- Dataset records:
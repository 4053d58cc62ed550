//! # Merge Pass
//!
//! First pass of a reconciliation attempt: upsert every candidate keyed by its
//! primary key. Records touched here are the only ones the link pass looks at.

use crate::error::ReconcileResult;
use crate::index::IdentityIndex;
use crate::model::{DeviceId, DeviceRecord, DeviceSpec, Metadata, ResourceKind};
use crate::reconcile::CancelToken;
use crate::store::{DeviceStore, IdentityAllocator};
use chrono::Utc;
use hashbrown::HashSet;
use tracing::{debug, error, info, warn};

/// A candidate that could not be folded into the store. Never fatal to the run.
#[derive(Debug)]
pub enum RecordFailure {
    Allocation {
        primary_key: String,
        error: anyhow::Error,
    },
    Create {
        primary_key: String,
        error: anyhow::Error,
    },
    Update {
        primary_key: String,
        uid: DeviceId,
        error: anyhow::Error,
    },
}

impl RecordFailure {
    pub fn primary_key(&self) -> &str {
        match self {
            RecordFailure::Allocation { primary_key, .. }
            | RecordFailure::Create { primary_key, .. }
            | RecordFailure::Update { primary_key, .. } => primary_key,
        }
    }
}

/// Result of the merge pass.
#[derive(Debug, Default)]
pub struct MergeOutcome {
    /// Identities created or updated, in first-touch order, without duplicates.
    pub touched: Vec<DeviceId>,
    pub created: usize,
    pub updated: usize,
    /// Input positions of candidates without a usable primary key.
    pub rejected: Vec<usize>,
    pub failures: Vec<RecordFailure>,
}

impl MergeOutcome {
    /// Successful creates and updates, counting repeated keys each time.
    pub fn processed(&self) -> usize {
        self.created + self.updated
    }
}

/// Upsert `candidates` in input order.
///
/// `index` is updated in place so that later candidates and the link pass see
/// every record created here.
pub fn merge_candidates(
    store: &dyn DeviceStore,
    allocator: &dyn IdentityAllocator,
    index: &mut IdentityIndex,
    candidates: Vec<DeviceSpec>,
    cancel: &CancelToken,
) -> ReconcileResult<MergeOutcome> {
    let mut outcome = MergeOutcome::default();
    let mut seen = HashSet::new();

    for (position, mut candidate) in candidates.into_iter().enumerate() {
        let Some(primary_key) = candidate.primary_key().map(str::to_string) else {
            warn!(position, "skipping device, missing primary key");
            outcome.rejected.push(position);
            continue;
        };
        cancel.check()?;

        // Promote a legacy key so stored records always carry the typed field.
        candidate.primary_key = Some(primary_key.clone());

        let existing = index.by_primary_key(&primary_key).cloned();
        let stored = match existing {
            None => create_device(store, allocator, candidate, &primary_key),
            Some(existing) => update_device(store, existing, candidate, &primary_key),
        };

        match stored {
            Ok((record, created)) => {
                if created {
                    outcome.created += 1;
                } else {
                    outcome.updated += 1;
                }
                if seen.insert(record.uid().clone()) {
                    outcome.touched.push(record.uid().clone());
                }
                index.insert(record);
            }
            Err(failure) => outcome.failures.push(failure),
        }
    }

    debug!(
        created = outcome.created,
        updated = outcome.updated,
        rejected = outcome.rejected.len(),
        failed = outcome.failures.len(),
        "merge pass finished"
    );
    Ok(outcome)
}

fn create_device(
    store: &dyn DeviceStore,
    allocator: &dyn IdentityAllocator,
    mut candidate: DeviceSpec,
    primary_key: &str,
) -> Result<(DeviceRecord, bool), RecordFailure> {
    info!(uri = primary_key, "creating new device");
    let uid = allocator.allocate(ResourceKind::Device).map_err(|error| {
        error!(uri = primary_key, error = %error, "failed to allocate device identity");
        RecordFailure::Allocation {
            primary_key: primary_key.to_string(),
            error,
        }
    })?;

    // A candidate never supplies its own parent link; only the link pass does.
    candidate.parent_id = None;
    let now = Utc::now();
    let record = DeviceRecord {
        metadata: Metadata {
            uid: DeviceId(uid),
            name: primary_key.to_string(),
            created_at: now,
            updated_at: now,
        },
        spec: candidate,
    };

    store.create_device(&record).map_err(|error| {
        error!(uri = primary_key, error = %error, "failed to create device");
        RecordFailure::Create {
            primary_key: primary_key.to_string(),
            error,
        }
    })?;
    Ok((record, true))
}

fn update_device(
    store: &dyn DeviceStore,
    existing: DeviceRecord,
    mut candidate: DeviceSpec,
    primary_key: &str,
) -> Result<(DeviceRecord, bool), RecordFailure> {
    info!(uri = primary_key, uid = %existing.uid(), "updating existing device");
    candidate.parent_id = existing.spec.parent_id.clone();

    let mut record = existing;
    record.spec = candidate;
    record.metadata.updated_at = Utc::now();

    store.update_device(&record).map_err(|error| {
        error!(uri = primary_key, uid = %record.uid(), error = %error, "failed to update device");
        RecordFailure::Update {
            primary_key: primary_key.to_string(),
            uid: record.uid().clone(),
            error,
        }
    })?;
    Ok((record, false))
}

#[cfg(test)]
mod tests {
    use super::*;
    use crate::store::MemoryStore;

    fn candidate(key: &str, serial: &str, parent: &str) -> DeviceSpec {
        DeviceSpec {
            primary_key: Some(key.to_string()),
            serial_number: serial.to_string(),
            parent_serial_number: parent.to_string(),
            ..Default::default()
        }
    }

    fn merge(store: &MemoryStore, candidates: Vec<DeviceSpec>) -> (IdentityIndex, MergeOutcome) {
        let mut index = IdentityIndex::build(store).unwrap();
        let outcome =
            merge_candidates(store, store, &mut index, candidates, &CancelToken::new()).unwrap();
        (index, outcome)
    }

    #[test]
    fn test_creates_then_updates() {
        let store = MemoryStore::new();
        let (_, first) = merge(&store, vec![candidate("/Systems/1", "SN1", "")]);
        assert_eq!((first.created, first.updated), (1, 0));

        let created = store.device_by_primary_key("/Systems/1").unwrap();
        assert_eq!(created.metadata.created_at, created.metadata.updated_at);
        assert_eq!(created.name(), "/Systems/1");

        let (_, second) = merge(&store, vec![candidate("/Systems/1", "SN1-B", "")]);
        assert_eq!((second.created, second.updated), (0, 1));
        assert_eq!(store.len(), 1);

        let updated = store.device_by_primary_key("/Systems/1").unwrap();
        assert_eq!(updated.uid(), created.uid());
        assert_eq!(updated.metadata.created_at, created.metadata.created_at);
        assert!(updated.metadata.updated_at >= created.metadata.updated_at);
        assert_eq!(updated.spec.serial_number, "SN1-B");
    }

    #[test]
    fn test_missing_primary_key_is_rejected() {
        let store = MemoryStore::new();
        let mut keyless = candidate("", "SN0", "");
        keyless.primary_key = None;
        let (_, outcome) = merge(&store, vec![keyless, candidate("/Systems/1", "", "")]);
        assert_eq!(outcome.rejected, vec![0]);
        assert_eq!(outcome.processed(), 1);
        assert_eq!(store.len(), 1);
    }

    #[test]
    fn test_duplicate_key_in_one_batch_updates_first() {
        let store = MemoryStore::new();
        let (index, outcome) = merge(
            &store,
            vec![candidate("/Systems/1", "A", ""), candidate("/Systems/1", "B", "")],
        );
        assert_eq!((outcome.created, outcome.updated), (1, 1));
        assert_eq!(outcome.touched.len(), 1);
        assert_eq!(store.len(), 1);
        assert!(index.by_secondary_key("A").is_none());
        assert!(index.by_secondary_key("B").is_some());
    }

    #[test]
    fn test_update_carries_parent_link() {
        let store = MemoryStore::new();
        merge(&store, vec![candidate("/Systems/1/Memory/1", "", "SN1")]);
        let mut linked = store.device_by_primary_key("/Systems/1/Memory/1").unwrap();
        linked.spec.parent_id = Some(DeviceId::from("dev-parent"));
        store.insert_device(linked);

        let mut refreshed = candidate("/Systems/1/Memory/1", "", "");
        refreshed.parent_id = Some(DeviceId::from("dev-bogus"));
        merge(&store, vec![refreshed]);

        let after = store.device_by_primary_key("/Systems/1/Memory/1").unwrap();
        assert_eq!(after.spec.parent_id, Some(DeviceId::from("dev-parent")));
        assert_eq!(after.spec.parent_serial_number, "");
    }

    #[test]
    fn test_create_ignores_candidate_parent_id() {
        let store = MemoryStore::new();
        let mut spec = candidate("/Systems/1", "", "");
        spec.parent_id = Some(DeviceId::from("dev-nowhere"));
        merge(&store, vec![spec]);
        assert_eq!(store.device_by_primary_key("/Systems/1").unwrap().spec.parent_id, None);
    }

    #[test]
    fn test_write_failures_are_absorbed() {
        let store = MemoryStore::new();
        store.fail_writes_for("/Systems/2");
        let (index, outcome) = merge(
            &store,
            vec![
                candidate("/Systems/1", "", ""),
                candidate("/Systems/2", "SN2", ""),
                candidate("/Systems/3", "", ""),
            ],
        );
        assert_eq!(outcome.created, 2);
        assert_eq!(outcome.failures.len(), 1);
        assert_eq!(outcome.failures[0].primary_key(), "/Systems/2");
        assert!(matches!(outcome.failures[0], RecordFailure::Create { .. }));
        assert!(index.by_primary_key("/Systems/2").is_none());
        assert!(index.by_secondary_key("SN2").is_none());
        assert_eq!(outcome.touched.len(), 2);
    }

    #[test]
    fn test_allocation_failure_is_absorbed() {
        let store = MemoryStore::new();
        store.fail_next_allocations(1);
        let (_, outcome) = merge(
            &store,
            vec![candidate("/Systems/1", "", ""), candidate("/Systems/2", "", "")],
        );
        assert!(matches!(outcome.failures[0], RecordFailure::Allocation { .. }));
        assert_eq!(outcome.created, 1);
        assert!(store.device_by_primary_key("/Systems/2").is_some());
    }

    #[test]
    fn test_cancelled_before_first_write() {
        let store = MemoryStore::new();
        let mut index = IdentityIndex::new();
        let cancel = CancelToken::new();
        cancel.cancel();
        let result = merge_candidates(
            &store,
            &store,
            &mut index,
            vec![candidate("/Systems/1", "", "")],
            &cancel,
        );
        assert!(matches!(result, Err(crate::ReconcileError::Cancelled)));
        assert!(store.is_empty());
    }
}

- Instructions to follow: Go through the records above. Copy each line in which the string "from" appears.

- Result of the exercise:
        linked.spec.parent_id = Some(DeviceId::from("dev-parent"));
        refreshed.parent_id = Some(DeviceId::from("dev-bogus"));
        assert_eq!(after.spec.parent_id, Some(DeviceId::from("dev-parent")));
        spec.parent_id = Some(DeviceId::from("dev-nowhere"));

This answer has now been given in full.